We have had many different types of snow recently. It has fallen layer upon layer, thawed, frozen, then fallen again. A thick carpet of snow thrown over the landscape. Dry soft snow from the Arctic, crumbling pellets like polystyrene balls, fine blizzard snow blown on strong winds, large wet flakes falling vertically, sleet and hail accompanied by thunder, all settling on the builder’s debris in the garden, clinging to the tree braches on the back fields, accumulating in thick drifts up on the hills.

I imagine the Moor under snow, the poisoned earth temporarily cleansed by a virginal covering, a white kilim.

“Whiteout”   2009   smoke and ashes on burned tinplate

“Drift”   2010   smoke and ashes on burned tinplate

The Moor

The first winter snows brought to mind Bruegel’s painting “The Massacre of the Innocents”. The original painting is in the Queen’s Collection and we saw it last year on show at Holyrood Palace in Edinburgh. It is a fantastic snowy painting, a village under a little ice age freeze, but the beauty masks the sinister subject. Soldiers of the Duke of Alba’s army slash and stab pigs, chickens and sacks of corn as distraught villagers plead for them to stop, to leave them something to feed their families through the bitter weather. Closer inspection reveals that the livestock and bags are later over-paintings. Time has brought back the tiny ghosts which haunt this painting, the indistict outlines of the village children, dragged from their homes and cruelly slaughtered. A bloody atrocity, retribution for some unrecorded assassination or act of sabotage, or the birth of a boy-king.

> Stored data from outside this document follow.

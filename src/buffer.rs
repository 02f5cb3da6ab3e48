//! Growable byte buffer with prependable, readable and writable regions.
//!
//! Layout invariant: `0 <= read_index <= write_index <= storage.len()`,
//! with 8 bytes reserved in front so a length or framing prefix can be
//! prepended without moving data. Integer codecs use network byte order.

use std::io;
use std::os::unix::io::RawFd;

use crate::sys;

pub const CHEAP_PREPEND: usize = 8;
pub const INITIAL_SIZE: usize = 1024;

#[derive(Debug, Clone)]
pub struct Buffer {
    storage: Vec<u8>,
    read_index: usize,
    write_index: usize,
}

impl Default for Buffer {
    fn default() -> Self {
        Self::new()
    }
}

impl Buffer {
    pub fn new() -> Self {
        Self::with_capacity(INITIAL_SIZE)
    }

    pub fn with_capacity(initial_size: usize) -> Self {
        Buffer {
            storage: vec![0; CHEAP_PREPEND + initial_size],
            read_index: CHEAP_PREPEND,
            write_index: CHEAP_PREPEND,
        }
    }

    pub fn readable_bytes(&self) -> usize {
        self.write_index - self.read_index
    }

    pub fn writable_bytes(&self) -> usize {
        self.storage.len() - self.write_index
    }

    pub fn prependable_bytes(&self) -> usize {
        self.read_index
    }

    pub fn capacity(&self) -> usize {
        self.storage.len()
    }

    /// View of the readable region. Not stable across mutation; callers
    /// must not hold it over an `append` or `retrieve`.
    pub fn peek(&self) -> &[u8] {
        &self.storage[self.read_index..self.write_index]
    }

    pub fn retrieve(&mut self, len: usize) {
        if len < self.readable_bytes() {
            self.read_index += len;
        } else {
            self.retrieve_all();
        }
    }

    pub fn retrieve_all(&mut self) {
        self.read_index = CHEAP_PREPEND;
        self.write_index = CHEAP_PREPEND;
    }

    pub fn retrieve_as_bytes(&mut self, len: usize) -> Vec<u8> {
        let len = len.min(self.readable_bytes());
        let result = self.peek()[..len].to_vec();
        self.retrieve(len);
        result
    }

    pub fn retrieve_as_string(&mut self, len: usize) -> String {
        String::from_utf8_lossy(&self.retrieve_as_bytes(len)).into_owned()
    }

    pub fn retrieve_all_as_string(&mut self) -> String {
        let len = self.readable_bytes();
        self.retrieve_as_string(len)
    }

    pub fn append(&mut self, data: &[u8]) {
        self.ensure_writable_bytes(data.len());
        let start = self.write_index;
        self.storage[start..start + data.len()].copy_from_slice(data);
        self.write_index += data.len();
    }

    /// Write into the reserved region in front of the readable bytes.
    /// Panics if more than `prependable_bytes()` is asked for.
    pub fn prepend(&mut self, data: &[u8]) {
        assert!(data.len() <= self.prependable_bytes());
        self.read_index -= data.len();
        let start = self.read_index;
        self.storage[start..start + data.len()].copy_from_slice(data);
    }

    fn ensure_writable_bytes(&mut self, len: usize) {
        if self.writable_bytes() < len {
            self.make_space(len);
        }
    }

    fn make_space(&mut self, len: usize) {
        if self.writable_bytes() + self.prependable_bytes() < len + CHEAP_PREPEND {
            // Grow the backing storage.
            self.storage.resize(self.write_index + len, 0);
        } else {
            // Move readable bytes down to the prepend reserve.
            let readable = self.readable_bytes();
            self.storage
                .copy_within(self.read_index..self.write_index, CHEAP_PREPEND);
            self.read_index = CHEAP_PREPEND;
            self.write_index = CHEAP_PREPEND + readable;
        }
    }

    /// Offset of the first CRLF in the readable region.
    pub fn find_crlf(&self) -> Option<usize> {
        self.peek().windows(2).position(|w| w == b"\r\n")
    }

    /// Offset of the first CRLF at or after `start`.
    pub fn find_crlf_from(&self, start: usize) -> Option<usize> {
        self.peek()[start..]
            .windows(2)
            .position(|w| w == b"\r\n")
            .map(|pos| start + pos)
    }

    /// Offset of the first LF in the readable region.
    pub fn find_eol(&self) -> Option<usize> {
        self.peek().iter().position(|&b| b == b'\n')
    }

    // ---- Integer codecs (network byte order) ----

    pub fn append_i8(&mut self, x: i8) {
        self.append(&x.to_be_bytes());
    }

    pub fn append_i16(&mut self, x: i16) {
        self.append(&x.to_be_bytes());
    }

    pub fn append_i32(&mut self, x: i32) {
        self.append(&x.to_be_bytes());
    }

    pub fn append_i64(&mut self, x: i64) {
        self.append(&x.to_be_bytes());
    }

    pub fn peek_i8(&self) -> i8 {
        assert!(self.readable_bytes() >= 1);
        self.peek()[0] as i8
    }

    pub fn peek_i16(&self) -> i16 {
        assert!(self.readable_bytes() >= 2);
        i16::from_be_bytes(self.peek()[..2].try_into().unwrap())
    }

    pub fn peek_i32(&self) -> i32 {
        assert!(self.readable_bytes() >= 4);
        i32::from_be_bytes(self.peek()[..4].try_into().unwrap())
    }

    pub fn peek_i64(&self) -> i64 {
        assert!(self.readable_bytes() >= 8);
        i64::from_be_bytes(self.peek()[..8].try_into().unwrap())
    }

    pub fn read_i8(&mut self) -> i8 {
        let x = self.peek_i8();
        self.retrieve(1);
        x
    }

    pub fn read_i16(&mut self) -> i16 {
        let x = self.peek_i16();
        self.retrieve(2);
        x
    }

    pub fn read_i32(&mut self) -> i32 {
        let x = self.peek_i32();
        self.retrieve(4);
        x
    }

    pub fn read_i64(&mut self) -> i64 {
        let x = self.peek_i64();
        self.retrieve(8);
        x
    }

    // ---- Socket I/O ----

    /// One vectored read into (writable region, 64 KiB stack scratch).
    /// A burst larger than the writable region is absorbed in a single
    /// syscall: the overflow lands in the scratch and is appended.
    pub fn read_fd(&mut self, fd: RawFd) -> io::Result<usize> {
        let mut extrabuf = [0u8; 65536];
        let writable = self.writable_bytes();

        let mut vec = [
            libc::iovec {
                iov_base: unsafe { self.storage.as_mut_ptr().add(self.write_index) }
                    as *mut libc::c_void,
                iov_len: writable,
            },
            libc::iovec {
                iov_base: extrabuf.as_mut_ptr() as *mut libc::c_void,
                iov_len: extrabuf.len(),
            },
        ];
        let iovcnt = if writable < extrabuf.len() { 2 } else { 1 };

        let n = unsafe { libc::readv(fd, vec.as_mut_ptr(), iovcnt) };
        if n < 0 {
            return Err(io::Error::last_os_error());
        }

        let n = n as usize;
        if n <= writable {
            self.write_index += n;
        } else {
            self.write_index = self.storage.len();
            self.append(&extrabuf[..n - writable]);
        }
        Ok(n)
    }

    /// One write from the readable region; advances past what was taken.
    pub fn write_fd(&mut self, fd: RawFd) -> io::Result<usize> {
        let n = sys::write(fd, self.peek())?;
        self.retrieve(n);
        Ok(n)
    }
}

#[cfg(test)]
mod tests {
    use super::*;

    #[test]
    fn append_then_retrieve_roundtrip() {
        let mut buf = Buffer::new();
        buf.append(b"hello, world");
        assert_eq!(buf.readable_bytes(), 12);
        assert_eq!(buf.retrieve_all_as_string(), "hello, world");
        assert_eq!(buf.readable_bytes(), 0);
        assert_eq!(buf.prependable_bytes(), CHEAP_PREPEND);
    }

    #[test]
    fn partial_retrieve_advances() {
        let mut buf = Buffer::new();
        buf.append(b"abcdef");
        buf.retrieve(2);
        assert_eq!(buf.peek(), b"cdef");
        assert_eq!(buf.prependable_bytes(), CHEAP_PREPEND + 2);
        buf.retrieve(100);
        assert_eq!(buf.readable_bytes(), 0);
        assert_eq!(buf.prependable_bytes(), CHEAP_PREPEND);
    }

    #[test]
    fn int_codecs_roundtrip() {
        let mut buf = Buffer::new();
        buf.append_i8(-5);
        buf.append_i16(-300);
        buf.append_i32(0x1234_5678);
        buf.append_i64(-0x1122_3344_5566_7788);
        assert_eq!(buf.read_i8(), -5);
        assert_eq!(buf.read_i16(), -300);
        assert_eq!(buf.read_i32(), 0x1234_5678);
        assert_eq!(buf.read_i64(), -0x1122_3344_5566_7788);
        assert_eq!(buf.readable_bytes(), 0);
    }

    #[test]
    fn int_codecs_are_big_endian() {
        let mut buf = Buffer::new();
        buf.append_i32(1);
        assert_eq!(buf.peek(), &[0, 0, 0, 1]);
    }

    #[test]
    fn peek_i64_reads_eight_bytes() {
        let mut buf = Buffer::new();
        buf.append(&[0x01, 0x02, 0x03, 0x04, 0x05, 0x06, 0x07, 0x08]);
        assert_eq!(buf.peek_i64(), 0x0102_0304_0506_0708);
        // Peek does not advance.
        assert_eq!(buf.readable_bytes(), 8);
    }

    #[test]
    fn growth_beyond_capacity() {
        let mut buf = Buffer::with_capacity(16);
        let data = vec![0xAB; 4000];
        buf.append(&data);
        assert_eq!(buf.readable_bytes(), 4000);
        assert_eq!(buf.peek(), &data[..]);
    }

    #[test]
    fn compaction_reuses_prepend_space() {
        let mut buf = Buffer::with_capacity(64);
        buf.append(&[1u8; 48]);
        buf.retrieve(40);
        let cap_before = buf.capacity();
        // 8 readable remain; 40 + 8 prependable + 16 writable can host 50
        // more without growing.
        buf.append(&[2u8; 50]);
        assert_eq!(buf.capacity(), cap_before);
        assert_eq!(buf.readable_bytes(), 58);
        assert_eq!(&buf.peek()[..8], &[1u8; 8]);
        assert_eq!(&buf.peek()[8..], &[2u8; 50]);
    }

    #[test]
    fn prepend_fills_reserve() {
        let mut buf = Buffer::new();
        buf.append(b"payload");
        buf.prepend(&(7i32).to_be_bytes());
        assert_eq!(buf.readable_bytes(), 11);
        assert_eq!(buf.read_i32(), 7);
        assert_eq!(buf.retrieve_all_as_string(), "payload");
    }

    #[test]
    fn find_crlf_offsets() {
        let mut buf = Buffer::new();
        buf.append(b"GET / HTTP/1.1\r\nHost: x\r\n");
        assert_eq!(buf.find_crlf(), Some(14));
        assert_eq!(buf.find_crlf_from(16), Some(23));
        buf.retrieve_all();
        buf.append(b"no line ending yet");
        assert_eq!(buf.find_crlf(), None);
        assert_eq!(buf.find_eol(), None);
    }

    #[test]
    fn read_fd_small_message() {
        let mut fds = [0i32; 2];
        assert_eq!(unsafe { libc::pipe(fds.as_mut_ptr()) }, 0);
        let msg = b"fragmented network read";
        unsafe {
            libc::write(fds[1], msg.as_ptr() as *const libc::c_void, msg.len());
        }

        let mut buf = Buffer::new();
        let n = buf.read_fd(fds[0]).unwrap();
        assert_eq!(n, msg.len());
        assert_eq!(buf.peek(), msg);

        sys::close_fd(fds[0]);
        sys::close_fd(fds[1]);
    }

    #[test]
    fn read_fd_burst_overflows_into_scratch() {
        let mut fds = [0i32; 2];
        assert_eq!(unsafe { libc::pipe(fds.as_mut_ptr()) }, 0);
        let msg = vec![0x5A_u8; 8000];
        unsafe {
            libc::write(fds[1], msg.as_ptr() as *const libc::c_void, msg.len());
        }

        // Writable region is far smaller than the burst.
        let mut buf = Buffer::with_capacity(128);
        let n = buf.read_fd(fds[0]).unwrap();
        assert_eq!(n, 8000);
        assert_eq!(buf.readable_bytes(), 8000);
        assert!(buf.peek().iter().all(|&b| b == 0x5A));

        sys::close_fd(fds[0]);
        sys::close_fd(fds[1]);
    }
}
//! TCP server: binds the acceptor to the main loop, distributes accepted
//! sockets to worker loops and tracks the connection registry.
//!
//! The registry is owned by the main loop; every mutation happens there.
//! Socket ownership transfers to a worker loop atomically through the
//! scheduled `connection_established` task.

use std::collections::HashMap;
use std::os::unix::io::RawFd;
use std::sync::atomic::{AtomicBool, AtomicU64, Ordering};
use std::sync::{Arc, Mutex};
use std::time::Duration;

use tracing::{error, info, warn};

use crate::acceptor::Acceptor;
use crate::connection::{
    ConnectionCallback, MessageCallback, TcpConnection, WriteCompleteCallback,
};
use crate::error::TzzeroResult;
use crate::event_loop::EventLoop;
use crate::event_loop_pool::EventLoopThreadPool;

// Grace period for draining connections on stop before force-closing.
const STOP_DRAIN_DEADLINE: Duration = Duration::from_secs(5);

pub struct TcpServer {
    event_loop: Arc<EventLoop>,
    ip_port: String,
    name: String,
    acceptor: Arc<Acceptor>,
    thread_pool: EventLoopThreadPool,
    started: AtomicBool,
    next_conn_id: AtomicU64,
    connections: Mutex<HashMap<String, Arc<TcpConnection>>>,
    connection_callback: Mutex<Option<ConnectionCallback>>,
    message_callback: Mutex<Option<MessageCallback>>,
    write_complete_callback: Mutex<Option<WriteCompleteCallback>>,
}

impl TcpServer {
    pub fn new(
        event_loop: Arc<EventLoop>,
        listen_addr: &str,
        port: u16,
        name: &str,
    ) -> TzzeroResult<Arc<TcpServer>> {
        let acceptor = Acceptor::new(Arc::clone(&event_loop), listen_addr, port)?;
        let thread_pool = EventLoopThreadPool::new(Arc::clone(&event_loop));

        let server = Arc::new(TcpServer {
            event_loop,
            ip_port: format!("{}:{}", listen_addr, port),
            name: name.to_string(),
            acceptor,
            thread_pool,
            started: AtomicBool::new(false),
            next_conn_id: AtomicU64::new(1),
            connections: Mutex::new(HashMap::new()),
            connection_callback: Mutex::new(None),
            message_callback: Mutex::new(None),
            write_complete_callback: Mutex::new(None),
        });

        let weak = Arc::downgrade(&server);
        server
            .acceptor
            .set_new_connection_callback(Box::new(move |sockfd, peer_addr| {
                if let Some(srv) = weak.upgrade() {
                    srv.new_connection(sockfd, peer_addr);
                }
            }));

        Ok(server)
    }

    pub fn name(&self) -> &str {
        &self.name
    }

    pub fn ip_port(&self) -> &str {
        &self.ip_port
    }

    /// Port actually bound; useful when port 0 was requested. Zero until
    /// the acceptor has started listening.
    pub fn listen_port(&self) -> u16 {
        self.acceptor.bound_port()
    }

    /// Must be called before `start`.
    pub fn set_thread_num(&self, num_threads: usize) {
        assert!(!self.started.load(Ordering::Acquire));
        self.thread_pool.set_thread_num(num_threads);
    }

    pub fn pin_cpus(&self, on: bool) {
        self.thread_pool.pin_cpus(on);
    }

    pub fn set_connection_callback(&self, callback: ConnectionCallback) {
        *self.connection_callback.lock().unwrap() = Some(callback);
    }

    pub fn set_message_callback(&self, callback: MessageCallback) {
        *self.message_callback.lock().unwrap() = Some(callback);
    }

    pub fn set_write_complete_callback(&self, callback: WriteCompleteCallback) {
        *self.write_complete_callback.lock().unwrap() = Some(callback);
    }

    /// Idempotent: spins up the worker pool, then binds and listens on
    /// the main loop.
    pub fn start(self: &Arc<Self>) -> TzzeroResult<()> {
        if self.started.swap(true, Ordering::AcqRel) {
            return Ok(());
        }

        self.thread_pool.start()?;

        let acceptor = Arc::clone(&self.acceptor);
        let name = self.name.clone();
        self.event_loop.run_in_loop(move || {
            if let Err(e) = acceptor.listen() {
                error!("TcpServer [{}] failed to listen: {}", name, e);
            }
        });

        info!("TcpServer [{}] started on {}", self.name, self.ip_port);
        Ok(())
    }

    /// Drain-with-deadline shutdown: stop accepting, half-close every
    /// connection, force-close whatever is still open at the deadline.
    pub fn stop(self: &Arc<Self>) {
        if !self.started.swap(false, Ordering::AcqRel) {
            return;
        }
        info!("TcpServer [{}] stopping", self.name);

        let server = Arc::clone(self);
        self.event_loop.run_in_loop(move || {
            server.acceptor.stop();

            let conns: Vec<Arc<TcpConnection>> = server
                .connections
                .lock()
                .unwrap()
                .values()
                .cloned()
                .collect();
            for conn in &conns {
                conn.shutdown();
            }

            if !conns.is_empty() {
                server.event_loop.run_after(STOP_DRAIN_DEADLINE, move || {
                    for conn in &conns {
                        conn.force_close();
                    }
                });
            }
        });
    }

    fn new_connection(self: &Arc<Self>, sockfd: RawFd, peer_addr: String) {
        assert!(self.event_loop.is_in_loop_thread());

        let id = self.next_conn_id.fetch_add(1, Ordering::Relaxed);
        let conn_name = format!("{}-{}#{}", self.name, self.ip_port, id);

        info!(
            "TcpServer::new_connection [{}] - new connection [{}] from {}",
            self.name, conn_name, peer_addr
        );

        let io_loop = self.thread_pool.get_next_loop();
        let conn = TcpConnection::new(Arc::clone(&io_loop), conn_name.clone(), sockfd);

        if let Some(cb) = self.message_callback.lock().unwrap().clone() {
            conn.set_message_callback(cb);
        }
        if let Some(cb) = self.write_complete_callback.lock().unwrap().clone() {
            conn.set_write_complete_callback(cb);
        }
        let weak = Arc::downgrade(self);
        conn.set_close_callback(Arc::new(move |conn| {
            if let Some(srv) = weak.upgrade() {
                srv.remove_connection(conn);
            }
        }));

        self.connections
            .lock()
            .unwrap()
            .insert(conn_name, Arc::clone(&conn));

        let user_callback = self.connection_callback.lock().unwrap().clone();
        io_loop.run_in_loop(move || {
            conn.connection_established();
            if let Some(cb) = user_callback {
                cb(&conn);
            }
        });
    }

    fn remove_connection(self: &Arc<Self>, conn: &Arc<TcpConnection>) {
        let server = Arc::clone(self);
        let conn = Arc::clone(conn);
        self.event_loop.run_in_loop(move || {
            server.remove_connection_in_loop(&conn);
        });
    }

    fn remove_connection_in_loop(self: &Arc<Self>, conn: &Arc<TcpConnection>) {
        assert!(self.event_loop.is_in_loop_thread());

        info!(
            "TcpServer::remove_connection_in_loop [{}] - connection {}",
            self.name,
            conn.name()
        );

        if self
            .connections
            .lock()
            .unwrap()
            .remove(conn.name())
            .is_none()
        {
            warn!(
                "TcpServer [{}] - connection {} was not registered",
                self.name,
                conn.name()
            );
        }

        let io_loop = Arc::clone(conn.owner_loop());
        let user_callback = self.connection_callback.lock().unwrap().clone();
        let conn = Arc::clone(conn);
        io_loop.queue_in_loop(move || {
            conn.connection_destroyed();
            if let Some(cb) = user_callback {
                cb(&conn);
            }
        });
    }
}

impl Drop for TcpServer {
    fn drop(&mut self) {
        let conns: Vec<Arc<TcpConnection>> =
            self.connections.lock().unwrap().drain().map(|(_, c)| c).collect();
        for conn in conns {
            let io_loop = Arc::clone(conn.owner_loop());
            io_loop.run_in_loop(move || {
                conn.connection_destroyed();
            });
        }
    }
}
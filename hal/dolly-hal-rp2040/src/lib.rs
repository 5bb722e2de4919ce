//! RP2040-specific HAL for the camera slider firmware
//!
//! This crate provides RP2040 implementations of the shared `dolly-hal`
//! traits:
//!
//! - GPIO outputs for the direction and shutter lines
//! - ADC channel reading the button ladder
//! - HD44780 character LCD over a 4-bit parallel bus
//! - Pulse timer front end that commands the step pulse task

#![no_std]

pub mod adc;
pub mod gpio;
pub mod lcd;
pub mod pulse;

pub use adc::LadderAdc;
pub use gpio::GpioOutput;
pub use lcd::Hd44780;
pub use pulse::{PulseCommand, PulseSignal, SignalPulseTimer};
//! Pulse timer front end
//!
//! The step pulses themselves come from a task on a high-priority
//! interrupt executor. The supervisory loop talks to it through a
//! [`Signal`]: the latest command wins, which is all a
//! start/pause/resume/stop protocol needs.

use dolly_hal::PulseTimer;
use embassy_sync::blocking_mutex::raw::CriticalSectionRawMutex;
use embassy_sync::signal::Signal;

/// Command for the step pulse task
#[derive(Debug, Clone, Copy, PartialEq, Eq)]
#[cfg_attr(feature = "defmt", derive(defmt::Format))]
pub enum PulseCommand {
    /// Tick every `period_us`, first tick one period from now
    Run { period_us: u32 },
    /// Stop ticking
    Halt,
}

/// Signal the pulse task waits on
pub type PulseSignal = Signal<CriticalSectionRawMutex, PulseCommand>;

/// [`PulseTimer`] implemented by signalling the pulse task
pub struct SignalPulseTimer {
    signal: &'static PulseSignal,
    period_us: u32,
}

impl SignalPulseTimer {
    /// Create a timer front end for the task listening on `signal`
    pub fn new(signal: &'static PulseSignal) -> Self {
        Self {
            signal,
            period_us: 0,
        }
    }
}

impl PulseTimer for SignalPulseTimer {
    fn start(&mut self, period_us: u32) {
        self.period_us = period_us;
        self.signal.signal(PulseCommand::Run { period_us });
    }

    fn pause(&mut self) {
        self.signal.signal(PulseCommand::Halt);
    }

    fn resume(&mut self) {
        self.signal.signal(PulseCommand::Run {
            period_us: self.period_us,
        });
    }

    fn stop(&mut self) {
        self.period_us = 0;
        self.signal.signal(PulseCommand::Halt);
    }
}
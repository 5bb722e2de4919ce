//! State shared between the two executors
//!
//! The pulse task runs on the high-priority interrupt executor; the
//! controller runs in thread mode. They share nothing but these statics.

use dolly_core::motion::StepCounter;
use dolly_hal_rp2040::PulseSignal;

/// Commands from the motion engine to the pulse task
pub static PULSE_CMD: PulseSignal = PulseSignal::new();

/// Steps taken in the current run; written only by the pulse task
pub static STEP_COUNTER: StepCounter = StepCounter::new();
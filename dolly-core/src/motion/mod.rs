//! Motion control
//!
//! Turns run parameters into a pulse cadence, shares the step count
//! with the pulse timer, and supervises a run to completion or
//! cancellation.

pub mod counter;
pub mod engine;
pub mod plan;
pub mod shutter;

pub use counter::StepCounter;
pub use engine::{MotionEngine, RunOutcome};
pub use plan::{MotionPlan, PlanError};
pub use shutter::Shutter;
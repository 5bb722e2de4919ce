//! Analog input abstraction
//!
//! The button pad is a resistor ladder on a single ADC channel; each key
//! pulls the voltage to a different level.

/// A single analog channel that can be sampled on demand
pub trait AnalogInput {
    /// Take one blocking sample
    ///
    /// Returns `None` if the conversion failed; callers treat that the same
    /// as "no key pressed".
    fn read(&mut self) -> Option<u16>;
}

Jan Van Amstel’s “Landscape with the Flight into Egypt” in the Bowes Museum is an appropriate companion piece, painted some twenty years before, a presentiment of the brutal religious wars about to sweep the Lowlands. A blue-black storm cloud looms over Bethlehem as the Holy Family make their way towards the Red Sea. Again the real subject is hidden, the clue to it’s meaning tied up in incidentals. In the foreground a blind beggar sees what is to come, he sits beneath a tree adorned with a wayside crucifix. On a bleak moor a man hangs from a gibbet and in the sky is the thread-width vapour trail of a falling comet, the Star of Bethlehem crashes to Earth into a distant wood. This is Wormwood, the burning fireball which poisons the waters of the Earth and kills all life. This is the beginning of the End of the World.

Bowes Moor to the west of Barnard Castle is a poisoned place. During and after WW2 the RAF used it to stockpile chemical weapons, mustard gas and lewisite and the terrible nerve agents sarin and tabun. Corrosion, leaks and fires led to severe contamination of the earth and seepage into the water system. Eventually the evil compounds were burned or dumped into the sea but the land has never properly recovered. It’s skin absorbed the deadly toxins and blistered and burst as a result.

The scar tissue of MOD concrete and brick remain and heather and cotton grass have grown over the wounds. Hill sheep have returned to graze and curlews, lapwings and skylarks to nest. Under snow-white bandages the Moor is still beautiful.

I have been working on a series of paintings about the Moor, reinterpretations of the Van Amstel, a contaminated, brutalised land struggling to recover from evil abuse.